*** Supplied information ***
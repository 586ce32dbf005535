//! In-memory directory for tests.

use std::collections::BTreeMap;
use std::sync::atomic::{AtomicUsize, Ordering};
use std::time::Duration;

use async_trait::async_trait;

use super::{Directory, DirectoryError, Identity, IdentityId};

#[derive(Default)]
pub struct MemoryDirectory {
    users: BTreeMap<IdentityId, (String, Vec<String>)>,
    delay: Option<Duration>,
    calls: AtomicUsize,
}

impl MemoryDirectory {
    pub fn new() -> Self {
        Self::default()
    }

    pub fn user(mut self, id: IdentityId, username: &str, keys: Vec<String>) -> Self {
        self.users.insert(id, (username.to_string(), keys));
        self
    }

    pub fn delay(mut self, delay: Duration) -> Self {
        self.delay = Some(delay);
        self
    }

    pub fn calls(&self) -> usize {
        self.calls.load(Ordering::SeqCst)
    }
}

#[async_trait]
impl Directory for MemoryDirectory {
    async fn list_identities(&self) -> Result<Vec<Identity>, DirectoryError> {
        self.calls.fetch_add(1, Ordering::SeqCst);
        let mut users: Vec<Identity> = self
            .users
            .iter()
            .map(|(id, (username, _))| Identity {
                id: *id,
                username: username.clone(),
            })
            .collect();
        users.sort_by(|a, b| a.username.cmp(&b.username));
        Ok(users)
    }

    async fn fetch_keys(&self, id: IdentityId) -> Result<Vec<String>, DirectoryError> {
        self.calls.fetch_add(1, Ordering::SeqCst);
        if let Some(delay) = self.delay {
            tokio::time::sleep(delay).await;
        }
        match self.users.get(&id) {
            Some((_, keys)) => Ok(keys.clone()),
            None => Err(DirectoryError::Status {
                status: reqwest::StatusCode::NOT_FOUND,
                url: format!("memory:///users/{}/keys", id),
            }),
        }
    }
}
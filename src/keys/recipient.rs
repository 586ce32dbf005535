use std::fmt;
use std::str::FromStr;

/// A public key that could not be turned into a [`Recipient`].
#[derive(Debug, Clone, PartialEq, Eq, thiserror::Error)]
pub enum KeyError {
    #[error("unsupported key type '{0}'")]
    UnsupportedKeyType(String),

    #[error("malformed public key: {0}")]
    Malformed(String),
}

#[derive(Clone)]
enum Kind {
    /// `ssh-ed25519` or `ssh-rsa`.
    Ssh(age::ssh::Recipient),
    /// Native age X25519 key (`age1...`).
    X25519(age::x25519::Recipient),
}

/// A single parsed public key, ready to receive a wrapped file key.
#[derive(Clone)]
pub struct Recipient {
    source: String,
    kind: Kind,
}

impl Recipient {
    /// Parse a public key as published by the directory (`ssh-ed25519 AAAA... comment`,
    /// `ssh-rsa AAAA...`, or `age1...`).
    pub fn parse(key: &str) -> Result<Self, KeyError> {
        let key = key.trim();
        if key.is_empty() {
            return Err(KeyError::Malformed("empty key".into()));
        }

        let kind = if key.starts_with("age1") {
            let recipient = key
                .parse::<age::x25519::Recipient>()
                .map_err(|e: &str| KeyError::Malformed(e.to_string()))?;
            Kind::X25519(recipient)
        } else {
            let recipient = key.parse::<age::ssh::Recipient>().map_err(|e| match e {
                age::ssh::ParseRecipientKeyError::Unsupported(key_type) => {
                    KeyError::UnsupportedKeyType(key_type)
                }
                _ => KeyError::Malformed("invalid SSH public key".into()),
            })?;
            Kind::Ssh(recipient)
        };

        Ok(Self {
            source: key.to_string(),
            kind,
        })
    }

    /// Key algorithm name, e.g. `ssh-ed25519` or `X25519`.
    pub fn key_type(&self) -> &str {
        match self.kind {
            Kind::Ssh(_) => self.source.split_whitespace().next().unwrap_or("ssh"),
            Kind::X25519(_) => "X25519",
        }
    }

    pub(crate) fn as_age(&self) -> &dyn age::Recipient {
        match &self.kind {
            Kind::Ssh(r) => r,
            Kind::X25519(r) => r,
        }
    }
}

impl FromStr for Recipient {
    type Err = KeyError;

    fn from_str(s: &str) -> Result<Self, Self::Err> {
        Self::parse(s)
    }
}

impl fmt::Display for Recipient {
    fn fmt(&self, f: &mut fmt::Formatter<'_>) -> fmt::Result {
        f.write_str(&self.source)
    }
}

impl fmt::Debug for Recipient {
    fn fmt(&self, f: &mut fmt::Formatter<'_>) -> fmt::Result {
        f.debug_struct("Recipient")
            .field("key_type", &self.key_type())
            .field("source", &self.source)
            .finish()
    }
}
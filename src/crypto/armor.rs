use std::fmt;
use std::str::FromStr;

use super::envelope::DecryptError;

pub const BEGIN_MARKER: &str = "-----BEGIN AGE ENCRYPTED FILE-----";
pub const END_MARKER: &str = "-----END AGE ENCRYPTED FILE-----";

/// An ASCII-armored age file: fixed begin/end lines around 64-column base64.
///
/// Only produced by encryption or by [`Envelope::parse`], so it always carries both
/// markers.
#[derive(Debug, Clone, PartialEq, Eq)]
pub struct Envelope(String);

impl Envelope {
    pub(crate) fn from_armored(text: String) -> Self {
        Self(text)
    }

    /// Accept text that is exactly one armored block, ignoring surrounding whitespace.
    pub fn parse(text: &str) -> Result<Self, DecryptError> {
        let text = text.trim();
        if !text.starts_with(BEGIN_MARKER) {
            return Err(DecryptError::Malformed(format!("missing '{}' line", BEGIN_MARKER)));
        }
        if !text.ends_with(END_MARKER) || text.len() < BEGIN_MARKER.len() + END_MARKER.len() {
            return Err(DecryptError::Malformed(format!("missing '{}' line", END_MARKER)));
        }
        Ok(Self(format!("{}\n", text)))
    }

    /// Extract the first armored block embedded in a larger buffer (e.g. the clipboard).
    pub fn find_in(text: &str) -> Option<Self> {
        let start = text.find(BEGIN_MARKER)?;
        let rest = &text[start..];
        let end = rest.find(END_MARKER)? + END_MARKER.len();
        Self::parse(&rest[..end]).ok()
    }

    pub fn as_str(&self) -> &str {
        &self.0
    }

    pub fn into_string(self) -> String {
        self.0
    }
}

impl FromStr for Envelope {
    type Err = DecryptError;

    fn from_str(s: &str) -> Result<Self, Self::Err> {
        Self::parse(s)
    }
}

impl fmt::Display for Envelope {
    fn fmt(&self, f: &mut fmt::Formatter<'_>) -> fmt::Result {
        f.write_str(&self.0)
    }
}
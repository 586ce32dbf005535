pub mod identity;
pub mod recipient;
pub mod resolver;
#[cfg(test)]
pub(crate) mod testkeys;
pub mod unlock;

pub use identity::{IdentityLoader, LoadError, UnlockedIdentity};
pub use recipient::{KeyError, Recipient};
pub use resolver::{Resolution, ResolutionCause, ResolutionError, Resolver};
***
What you should do –
Figure out how many lines of the material include the string "block", and reply with only that figure.

Answer space –
2